=== Records to use ===

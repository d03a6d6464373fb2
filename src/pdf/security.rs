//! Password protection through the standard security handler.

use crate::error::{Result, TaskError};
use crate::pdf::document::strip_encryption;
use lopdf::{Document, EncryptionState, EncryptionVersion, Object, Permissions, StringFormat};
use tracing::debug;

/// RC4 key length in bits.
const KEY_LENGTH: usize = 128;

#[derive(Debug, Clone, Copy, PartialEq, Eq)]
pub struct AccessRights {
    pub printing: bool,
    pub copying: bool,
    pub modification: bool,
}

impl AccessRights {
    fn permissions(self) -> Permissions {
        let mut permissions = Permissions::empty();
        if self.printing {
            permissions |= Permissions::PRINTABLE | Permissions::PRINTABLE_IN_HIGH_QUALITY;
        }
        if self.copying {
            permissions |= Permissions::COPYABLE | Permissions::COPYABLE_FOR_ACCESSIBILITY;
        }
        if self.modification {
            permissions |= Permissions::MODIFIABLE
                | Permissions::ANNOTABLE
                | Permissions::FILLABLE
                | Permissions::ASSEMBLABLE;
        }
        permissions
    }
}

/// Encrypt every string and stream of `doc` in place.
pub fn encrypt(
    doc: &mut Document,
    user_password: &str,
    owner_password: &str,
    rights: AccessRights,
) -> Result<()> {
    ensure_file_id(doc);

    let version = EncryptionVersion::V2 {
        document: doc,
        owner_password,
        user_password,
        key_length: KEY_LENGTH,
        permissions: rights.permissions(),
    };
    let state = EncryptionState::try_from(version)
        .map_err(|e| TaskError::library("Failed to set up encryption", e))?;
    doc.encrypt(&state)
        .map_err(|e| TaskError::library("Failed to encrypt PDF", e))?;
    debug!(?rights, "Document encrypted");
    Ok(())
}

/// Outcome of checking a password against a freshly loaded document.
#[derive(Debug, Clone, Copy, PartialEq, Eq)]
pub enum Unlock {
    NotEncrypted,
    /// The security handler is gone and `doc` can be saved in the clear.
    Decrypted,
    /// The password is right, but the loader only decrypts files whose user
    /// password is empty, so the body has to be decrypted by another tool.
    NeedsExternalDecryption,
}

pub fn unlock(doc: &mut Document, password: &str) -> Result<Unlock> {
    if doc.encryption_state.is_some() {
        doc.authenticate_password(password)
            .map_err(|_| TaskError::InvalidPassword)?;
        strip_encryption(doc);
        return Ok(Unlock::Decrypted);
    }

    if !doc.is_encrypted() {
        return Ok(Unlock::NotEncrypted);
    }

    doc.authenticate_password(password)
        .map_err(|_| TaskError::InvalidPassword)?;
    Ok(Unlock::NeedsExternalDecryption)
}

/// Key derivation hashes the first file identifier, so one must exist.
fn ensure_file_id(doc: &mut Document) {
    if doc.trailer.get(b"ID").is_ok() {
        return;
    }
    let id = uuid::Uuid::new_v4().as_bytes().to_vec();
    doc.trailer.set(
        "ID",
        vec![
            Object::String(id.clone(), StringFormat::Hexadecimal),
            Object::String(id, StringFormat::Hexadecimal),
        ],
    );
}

===

→ What to produce: Repeat each line above exactly as it stands.

→ Response area:
repository d03a6d6464373fb2
filename src/pdf/security.rs
//! Password protection through the standard security handler.

use crate::error::{Result, TaskError};
use crate::pdf::document::strip_encryption;
use lopdf::{Document, EncryptionState, EncryptionVersion, Object, Permissions, StringFormat};
use tracing::debug;

/// RC4 key length in bits.
const KEY_LENGTH: usize = 128;

#[derive(Debug, Clone, Copy, PartialEq, Eq)]
pub struct AccessRights {
    pub printing: bool,
    pub copying: bool,
    pub modification: bool,
}

impl AccessRights {
    fn permissions(self) -> Permissions {
        let mut permissions = Permissions::empty();
        if self.printing {
            permissions |= Permissions::PRINTABLE | Permissions::PRINTABLE_IN_HIGH_QUALITY;
        }
        if self.copying {
            permissions |= Permissions::COPYABLE | Permissions::COPYABLE_FOR_ACCESSIBILITY;
        }
        if self.modification {
            permissions |= Permissions::MODIFIABLE
                | Permissions::ANNOTABLE
                | Permissions::FILLABLE
                | Permissions::ASSEMBLABLE;
        }
        permissions
    }
}

/// Encrypt every string and stream of `doc` in place.
pub fn encrypt(
    doc: &mut Document,
    user_password: &str,
    owner_password: &str,
    rights: AccessRights,
) -> Result<()> {
    ensure_file_id(doc);

    let version = EncryptionVersion::V2 {
        document: doc,
        owner_password,
        user_password,
        key_length: KEY_LENGTH,
        permissions: rights.permissions(),
    };
    let state = EncryptionState::try_from(version)
        .map_err(|e| TaskError::library("Failed to set up encryption", e))?;
    doc.encrypt(&state)
        .map_err(|e| TaskError::library("Failed to encrypt PDF", e))?;
    debug!(?rights, "Document encrypted");
    Ok(())
}

/// Outcome of checking a password against a freshly loaded document.
#[derive(Debug, Clone, Copy, PartialEq, Eq)]
pub enum Unlock {
    NotEncrypted,
    /// The security handler is gone and `doc` can be saved in the clear.
    Decrypted,
    /// The password is right, but the loader only decrypts files whose user
    /// password is empty, so the body has to be decrypted by another tool.
    NeedsExternalDecryption,
}

pub fn unlock(doc: &mut Document, password: &str) -> Result<Unlock> {
    if doc.encryption_state.is_some() {
        doc.authenticate_password(password)
            .map_err(|_| TaskError::InvalidPassword)?;
        strip_encryption(doc);
        return Ok(Unlock::Decrypted);
    }

    if !doc.is_encrypted() {
        return Ok(Unlock::NotEncrypted);
    }

    doc.authenticate_password(password)
        .map_err(|_| TaskError::InvalidPassword)?;
    Ok(Unlock::NeedsExternalDecryption)
}

/// Key derivation hashes the first file identifier, so one must exist.
fn ensure_file_id(doc: &mut Document) {
    if doc.trailer.get(b"ID").is_ok() {
        return;
    }
    let id = uuid::Uuid::new_v4().as_bytes().to_vec();
    doc.trailer.set(
        "ID",
        vec![
            Object::String(id.clone(), StringFormat::Hexadecimal),
            Object::String(id, StringFormat::Hexadecimal),
        ],
    );
}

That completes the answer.